Using HIV Drugs: A multicenter federal study called ACTG 076 found that aggressive use of AZT is safe and can decrease maternal HIV transmission by 70 percent. Anemia is the main side effect of AZT. Recently, short-course oral AZT was added as an option for lowering mother-to-child transmission among women in the developing world (see Box, page 20). A small University of Southern California study found that adding nevirapine to the mix appeared safe. But using other drugs may be more risky. In animal studies, Sustiva produced birth defects in three of 13 newborn monkeys; it should not be used by pregnant women. Hydroxyurea may also be dangerous for pregnant women, based on animal studies. At Geneva, there was also distrubing news of adverse effects among pregnant women using HAART (see "Newborn Drug Scare").

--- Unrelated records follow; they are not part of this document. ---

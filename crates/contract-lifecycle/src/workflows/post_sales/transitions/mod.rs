mod config;
mod policy;
mod rules;

pub use config::{RuleConfigError, TransitionRule, DEFAULT_RENEWAL_WINDOW_DAYS};
pub use policy::{SupplierPolicy, DEFAULT_MAX_OBJECTION_COUNT};

use std::fmt;

use chrono::NaiveDate;
use serde::{Deserialize, Serialize};

use super::dates::SupplementaryData;
use super::domain::ContractStatusRecord;

/// The lifecycle rules the engine knows how to run.
#[derive(Debug, Clone, Copy, PartialEq, Eq, Hash, Serialize, Deserialize)]
#[serde(rename_all = "snake_case")]
pub enum RuleKind {
    FutureToPresent,
    RenewalWindow,
    ContractEndedAgLost,
    ContractEndedNotRenewed,
    ContractEndedRenewed,
    ObjectionDate,
    ObjectionCount,
    Overdue,
}

impl RuleKind {
    pub const ALL: [Self; 8] = [
        Self::FutureToPresent,
        Self::RenewalWindow,
        Self::ContractEndedAgLost,
        Self::ContractEndedNotRenewed,
        Self::ContractEndedRenewed,
        Self::ObjectionDate,
        Self::ObjectionCount,
        Self::Overdue,
    ];

    /// Name used for audit log files and summaries.
    pub const fn name(self) -> &'static str {
        match self {
            Self::FutureToPresent => "ProcessingPresentContracts",
            Self::RenewalWindow => "RenewalWindowDate",
            Self::ContractEndedAgLost => "ContractEndedAgLostDate",
            Self::ContractEndedNotRenewed => "ContractEndedNotRenewedDate",
            Self::ContractEndedRenewed => "ContractEndedRenewedDate",
            Self::ObjectionDate => "ObjectionDate",
            Self::ObjectionCount => "ObjectionCount",
            Self::Overdue => "OverduePresentContracts",
        }
    }

    /// Route segment for the trigger endpoint.
    pub const fn slug(self) -> &'static str {
        match self {
            Self::FutureToPresent => "processing-present-contracts",
            Self::RenewalWindow => "renewal-window-date",
            Self::ContractEndedAgLost => "contract-ended-ag-lost-date",
            Self::ContractEndedNotRenewed => "contract-ended-not-renewed-date",
            Self::ContractEndedRenewed => "contract-ended-renewed-date",
            Self::ObjectionDate => "objection-date",
            Self::ObjectionCount => "objection-count",
            Self::Overdue => "overdue-present-contracts",
        }
    }

    pub fn from_slug(slug: &str) -> Option<Self> {
        Self::ALL.into_iter().find(|kind| kind.slug() == slug)
    }

    /// Phrase completing "Failed to ..." in trigger error messages.
    pub const fn operation(self) -> &'static str {
        match self {
            Self::FutureToPresent => "process present month contracts",
            Self::RenewalWindow => "process renewal window date contracts",
            Self::ContractEndedAgLost => "process contract ended ag lost date contracts",
            Self::ContractEndedNotRenewed => {
                "process contract ended not renewed date contracts"
            }
            Self::ContractEndedRenewed => "process contract ended renewed date contracts",
            Self::ObjectionDate => "process objection date contracts",
            Self::ObjectionCount => "process objection count contracts",
            Self::Overdue => "process overdue contracts",
        }
    }

    /// `false` for the overdue rule, which appends to the ledger instead.
    pub const fn changes_status(self) -> bool {
        !matches!(self, Self::Overdue)
    }

    pub const fn requirements(self) -> DataRequirements {
        match self {
            Self::FutureToPresent | Self::Overdue => DataRequirements {
                commission: true,
                detail: true,
                objection: false,
            },
            Self::RenewalWindow
            | Self::ContractEndedAgLost
            | Self::ContractEndedNotRenewed
            | Self::ContractEndedRenewed => DataRequirements {
                commission: true,
                detail: false,
                objection: false,
            },
            Self::ObjectionDate => DataRequirements {
                commission: false,
                detail: false,
                objection: true,
            },
            Self::ObjectionCount => DataRequirements {
                commission: false,
                detail: true,
                objection: true,
            },
        }
    }
}

impl fmt::Display for RuleKind {
    fn fmt(&self, f: &mut fmt::Formatter<'_>) -> fmt::Result {
        f.write_str(self.name())
    }
}

/// Supplementary lookups a rule needs per candidate.
#[derive(Debug, Clone, Copy, PartialEq, Eq)]
pub struct DataRequirements {
    pub commission: bool,
    pub detail: bool,
    pub objection: bool,
}

/// Outcome of evaluating one candidate against a rule.
#[derive(Debug, Clone, PartialEq, Eq, Serialize)]
#[serde(tag = "outcome", rename_all = "snake_case")]
pub enum Decision {
    Qualified { reason: String },
    Declined { reason: String },
}

impl Decision {
    pub fn qualified(&self) -> bool {
        matches!(self, Decision::Qualified { .. })
    }

    pub fn reason(&self) -> &str {
        match self {
            Decision::Qualified { reason } | Decision::Declined { reason } => reason,
        }
    }
}

impl TransitionRule {
    /// Pure qualification test. Missing or unparseable inputs decline; they never error.
    pub fn qualifies(
        &self,
        record: &ContractStatusRecord,
        data: &SupplementaryData,
        current_date: NaiveDate,
        policy: &SupplierPolicy,
    ) -> Decision {
        match self.kind {
            RuleKind::FutureToPresent => rules::start_date_in_current_month(data, current_date),
            RuleKind::RenewalWindow => rules::end_date_within_window(
                data,
                current_date,
                self.days_threshold.unwrap_or(DEFAULT_RENEWAL_WINDOW_DAYS),
            ),
            RuleKind::ContractEndedAgLost
            | RuleKind::ContractEndedNotRenewed
            | RuleKind::ContractEndedRenewed => rules::end_date_is_today(data, current_date),
            RuleKind::ObjectionDate => rules::objection_date_elapsed(data, current_date),
            RuleKind::ObjectionCount => rules::objection_ceiling_reached(record, data, policy),
            RuleKind::Overdue => rules::start_date_passed(data, current_date),
        }
    }
}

Pregnancy causes nausea, vomiting, and an increase in glucose, as do some HIV drugs. Consequently, doctors are hard-pressed to distinguish whether these symptoms are normal or caused by therapy. Among HIV drugs, only AZT and 3TC have been well-evaluated in pregnant women. Crixivan may temporarily elevate bilirublin levels in newborns and should be monitored carefully. For now, though, better pregnancy-drug safety data is badly needed.
Contraceptives: HIV-positive women are encouraged to use condoms and a water-based lubricant with male sexual partners. Intrauterine devices (IUDs) should be avoided, because they may increase the risk of pelvic inflammatory disease (PID) and HIV transmission by increasing the flow of menstrual blood. Some HIV drugs also interact with p450 liver-processed oral contraceptives such as estradiol. Nelfinavir and ritonavir lower levels of oral contraceptives, while Crixivan seems to have no effect. Consult your doctor for updates. Animal studies in female rhesus monkeys suggest that contraceptives such as Depo-Provera and Norplant may potentially increase the risk of getting SIV. Discuss this with your doctor.
Viral Load: New data suggests women may have significantly lower viral-load levels than men and that among women taking HIV combination therapy. HIV can be detected in the genital tract even when it is not detectable in plasma.
Antiviral Therapy: New federal guidelines recommend three-drug combination therapy for HIV-positive women, including pregnant women who meet the criteria (see "Uncle Sam Says"), but a lack of data regarding dosing, safety, HIV drug absorbtion, and drug tolerance in women persists. Women using Rescriptor had higher blood levels of the drug than men and appeared to take longer to clear the drug from their bodies in one well-known study.
If you're positive, talk to your doctor about proper nutrition, screening for STDs and hepatitis, monitoring vitamin and hormone levels, and the likely impact of new HIV drugs on oral contraceptives, menstruation, pregnancy, and side effects.